Ali Greene from Fenton Farm found the egg and said she had never seen a shell so round.

A farmer who found a rare spherical egg has confirmed it will be sold at auction in two months’ time but she is unsure it will make anyone’s breakfast.

Ali Greene of Fenton Farm in Devon hit the headlines this week after finding a spherical hen’s egg – which some reports claim is a “one in a billion” occurrence.

Despite working at the farm for three years and handling around 30,000 eggs each week, the 57-year-old said she had never seen a shell as round as her most recent find.

“I’m forever going to be known now as the egg woman,” Ms Green, who lives in nearby Westleigh, told the PA news agency.

“When I’m dead people will Google ’round egg’ and they’re going to see my face – which is not something that I ever envisaged.”

A spherical egg (right) compared with a regular one
The spherical egg compared with a regular one (Ali Green/Fenton Farm/PA)

The “very, very obviously round”, satsuma-sized egg will go to auction on March 18 with Bearnes Hampton Littlewood Auctioneers, with proceeds from the sale going to Devon Rape Crisis – a local charity where Ms Greene volunteers.

Ms Greene said it is being kept in salt to preserve it, but she expects her egg’s buyer is unlikely to eat it.

“Anybody who’s going to buy something like that is probably purely for the rarity of it – I find another one, I will smash it because it makes mine rarer,” Ms Greene said.
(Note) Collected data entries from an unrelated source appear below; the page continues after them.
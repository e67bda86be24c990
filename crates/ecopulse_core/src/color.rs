//! RGBA color with the dashboard palette

use serde::{Deserialize, Serialize};

/// RGBA color with components in [0, 1]
#[derive(Clone, Copy, Debug, PartialEq, Serialize, Deserialize)]
pub struct Color {
    pub r: f32,
    pub g: f32,
    pub b: f32,
    pub a: f32,
}

impl Color {
    pub const WHITE: Color = Color::rgb(1.0, 1.0, 1.0);
    pub const BLACK: Color = Color::rgb(0.0, 0.0, 0.0);
    pub const TRANSPARENT: Color = Color::rgba(0.0, 0.0, 0.0, 0.0);

    // Dashboard palette
    /// Sky blue used for water stats and the hero particles
    pub const SKY: Color = Color::from_rgb8(14, 165, 233);
    /// Red used for air pollution stats
    pub const EMBER: Color = Color::from_rgb8(239, 68, 68);
    /// Orange used for light pollution stats
    pub const AMBER: Color = Color::from_rgb8(249, 115, 22);
    /// Dark slate used for scene backdrops
    pub const SLATE: Color = Color::from_rgb8(31, 41, 55);

    pub const fn rgb(r: f32, g: f32, b: f32) -> Self {
        Self { r, g, b, a: 1.0 }
    }

    pub const fn rgba(r: f32, g: f32, b: f32, a: f32) -> Self {
        Self { r, g, b, a }
    }

    pub const fn from_rgb8(r: u8, g: u8, b: u8) -> Self {
        Self::rgb(r as f32 / 255.0, g as f32 / 255.0, b as f32 / 255.0)
    }

    pub fn from_hex(hex: u32) -> Self {
        let r = ((hex >> 16) & 0xFF) as f32 / 255.0;
        let g = ((hex >> 8) & 0xFF) as f32 / 255.0;
        let b = (hex & 0xFF) as f32 / 255.0;
        Self::rgb(r, g, b)
    }

    pub fn with_alpha(mut self, alpha: f32) -> Self {
        self.a = alpha;
        self
    }

    pub fn to_array(&self) -> [f32; 4] {
        [self.r, self.g, self.b, self.a]
    }

    /// Linear interpolation between two colors
    pub fn lerp(a: &Color, b: &Color, t: f32) -> Color {
        let t = t.clamp(0.0, 1.0);
        Color {
            r: a.r + (b.r - a.r) * t,
            g: a.g + (b.g - a.g) * t,
            b: a.b + (b.b - a.b) * t,
            a: a.a + (b.a - a.a) * t,
        }
    }
}

impl Default for Color {
    fn default() -> Self {
        Self::BLACK
    }
}
/// `scripting/diagnostic.rs` — readable reports for Lua errors
///
/// Lua messages carry `chunk:line:` prefixes and mlua appends a
/// `stack traceback:` section. The diagnostic splits those apart and adds
/// the offending source line with a caret underline when the file is readable.
use std::{
    fmt, fs,
    path::{Path, PathBuf},
};

use serde::Serialize;

#[derive(Debug, Clone, Default, Serialize)]
pub struct ScriptDiagnostic {
    pub message: String,
    pub file: Option<String>,
    pub line: Option<u32>,
    pub source_line: Option<String>,
    pub underline: Option<String>,
    pub traceback: Option<String>,
}

impl ScriptDiagnostic {
    pub fn from_lua_error(err: &mlua::Error) -> Self {
        Self::build(err, &[])
    }

    /// Like `from_lua_error`, but restores `script` where Lua shortened the
    /// chunk name to `...tail`.
    pub fn for_script(err: &mlua::Error, script: &Path) -> Self {
        Self::build(err, &[script.to_path_buf()])
    }

    /// Like `for_script`, picking whichever of `scripts` the shortened
    /// chunk name belongs to.
    pub fn for_scripts(err: &mlua::Error, scripts: &[PathBuf]) -> Self {
        Self::build(err, scripts)
    }

    fn build(err: &mlua::Error, scripts: &[PathBuf]) -> Self {
        let (raw, traceback) = flatten(err);
        let (text, trailing) = match raw.split_once("\nstack traceback:") {
            Some((head, tail)) => (head.to_string(), Some(format!("stack traceback:{tail}"))),
            None => (raw, None),
        };

        let mut diag = match locate(&text) {
            Some((file, line, message)) => Self {
                message,
                file: Some(file),
                line: Some(line),
                ..Self::default()
            },
            None => Self {
                message: text,
                ..Self::default()
            },
        };
        diag.traceback = traceback.or(trailing);
        let restored = diag
            .file
            .as_deref()
            .and_then(|file| file.strip_prefix("..."))
            .and_then(|tail| {
                scripts
                    .iter()
                    .map(|script| script.display().to_string())
                    .find(|full| full.ends_with(tail))
            });
        if let Some(full) = restored {
            diag.file = Some(full);
        }
        diag.attach_source();
        diag
    }

    fn attach_source(&mut self) {
        let (Some(file), Some(line)) = (&self.file, self.line) else {
            return;
        };
        let Ok(source) = fs::read_to_string(file) else {
            return;
        };
        let Some(text) = source.lines().nth(line.saturating_sub(1) as usize) else {
            return;
        };
        self.underline = Some(underline(text));
        self.source_line = Some(text.to_string());
    }
}

impl fmt::Display for ScriptDiagnostic {
    fn fmt(&self, f: &mut fmt::Formatter<'_>) -> fmt::Result {
        match (&self.file, self.line) {
            (Some(file), Some(line)) => writeln!(f, "{file}:{line}: {}", self.message)?,
            _ => writeln!(f, "{}", self.message)?,
        }
        if let (Some(src), Some(marks)) = (&self.source_line, &self.underline) {
            writeln!(f, "{src}")?;
            writeln!(f, "{marks}")?;
        }
        if let Some(tb) = &self.traceback {
            writeln!(f, "{tb}")?;
        }
        Ok(())
    }
}

/// Innermost message plus the callback traceback, if any.
fn flatten(err: &mlua::Error) -> (String, Option<String>) {
    match err {
        mlua::Error::SyntaxError { message, .. } => (message.clone(), None),
        mlua::Error::RuntimeError(message) => (message.clone(), None),
        mlua::Error::CallbackError { traceback, cause } => {
            let (message, inner) = flatten(cause);
            (message, inner.or_else(|| Some(traceback.clone())))
        }
        other => (other.to_string(), None),
    }
}

/// Split `chunk:line: message` into its parts.
///
/// The chunk may be a plain path or Lua's `[string "..."]` form.
fn locate(text: &str) -> Option<(String, u32, String)> {
    let first = text.lines().next()?;
    for (idx, _) in first.match_indices(':') {
        let rest = &first[idx + 1..];
        let digits: String = rest.chars().take_while(|c| c.is_ascii_digit()).collect();
        if digits.is_empty() || !rest[digits.len()..].starts_with(':') {
            continue;
        }
        let line = digits.parse().ok()?;
        let file = clean_chunk_name(&first[..idx]);
        let mut message = rest[digits.len() + 1..].trim_start().to_string();
        if let Some((_, more)) = text.split_once('\n') {
            message.push('\n');
            message.push_str(more);
        }
        return Some((file, line, message));
    }
    None
}

fn clean_chunk_name(chunk: &str) -> String {
    let chunk = chunk.trim();
    if let Some(inner) = chunk.strip_prefix("[string \"").and_then(|c| c.strip_suffix("\"]")) {
        return inner.to_string();
    }
    chunk.trim_start_matches(['@', '=']).to_string()
}

/// Carets under the non-blank span of `line`, keeping tabs aligned.
fn underline(line: &str) -> String {
    let trimmed = line.trim();
    if trimmed.is_empty() {
        return String::new();
    }
    let indent: String = line
        .chars()
        .take_while(|c| c.is_whitespace())
        .map(|c| if c == '\t' { '\t' } else { ' ' })
        .collect();
    format!("{indent}{}", "^".repeat(trimmed.chars().count()))
}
“You’d have it on a plinth, probably … but I have no idea – somebody might buy it and just stick it in an omelette, who knows?”

A similar egg, found by a shopper in a supermarket in Ayr, Scotland, was sold at auction for £200 last year.

A spherical egg
The egg is thought to be a ‘one in a billion’ find (Ali Greene/Fenton Farm/PA)

It is likely the egg will instead be drained of its yolk so only the shell remains – a process known as blowing.

Ms Greene said she hopes it is bought by someone who is “passionate about the charity”.

“I’ll be there at the auction and hopefully (it will) go for more than a tenner,” she added.

“If that’s the case, I think I’ll buy it myself and give the charity a donation, and then just have it on a plinth for myself.”